Natural Language Processing Workbench Web Services

Overview of Project Activities
Five steps of the NLP Workbench: environmental scan; stakeholder engagement, requirements gathering, and technical design; prototype development; pilot testing; and release.

The NLP Workbench project included five steps: environmental scan; stakeholder engagement, requirements gathering, and technical design; prototype development; pilot testing; and release.

This pilot project converts narrative clinical text to coded data automatically.

Central cancer registries gather cancer-related data from a variety of sources. Some parts of these data—like medical records, laboratory reports, and other clinical reports—are unstructured or narrative text.

This text is reviewed manually to identify reportable cancer cases and code key data elements. As a result, there is a delay between the time when cancer is diagnosed and when this information is available to the cancer registry.

This project focuses on how CDC is using natural language processing (NLP) strategies to automate this process. CDC completed this 2-year project in 2019.

Dictionary-Based Approach


Workbench: A framework that supports the production of software by integrating a variety of activities to meet a specific need while limiting or eliminating the need for multiple programming languages.

Natural language processing: The technology used to help computers understand human language. In this case, it refers to the words in a laboratory report or medical record.

Machine learning: An application of artificial intelligence that allows information-processing systems to learn and improve automatically by using previous results, without being specifically programmed by a person.

In the past, CDC’s eMaRC Plus software used a dictionary-based NLP approach that required inclusion of every possible term, abbreviation, or representation of a reportable cancer before the software could find a case. Unfortunately, the number of possibilities for these terms and representations is nearly infinite. In addition, common errors like misspelling, transposed letters, or extra white space could prevent the software from recognizing and processing a case.
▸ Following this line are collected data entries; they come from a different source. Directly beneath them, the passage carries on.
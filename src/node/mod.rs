//! Local blockchain node
//!
//! Initializes a single-validator gaiad home, shrinks its consensus timeouts
//! so blocks come quickly, and starts the daemon in the background.

pub mod config_patch;
mod lifecycle;

pub use config_patch::{patch_timeouts, reduce_timeouts};
pub use lifecycle::{AppMessage, InitPayload, NodeLifecycle};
Keeping the dictionary updated so the software would not miss valid pathology reports was a challenge.

Machine-Learning Approach

Another method is a statistical NLP approach using supervised machine learning to account for the complexity and variation of electronic pathology reports. This approach works best if there is a large volume of valid training documents from many laboratories and pathologists in the United States.

The HHS Assistant Secretary for Planning and Evaluation’s Patient-Centered Outcomes Research (PCOR) Trust Fund funded CDC and the US Food and Drug Administration (FDA) to develop an NLP Workbench.

This resulting Clinical Language Engineering Workbench (CLEW) provides a web service platform that the health care community can use to develop and share NLP pipelines, language models, and other algorithms that convert unstructured clinical text to coded data. It allows for community-driven feedback that can be used to train and improve the model in the future.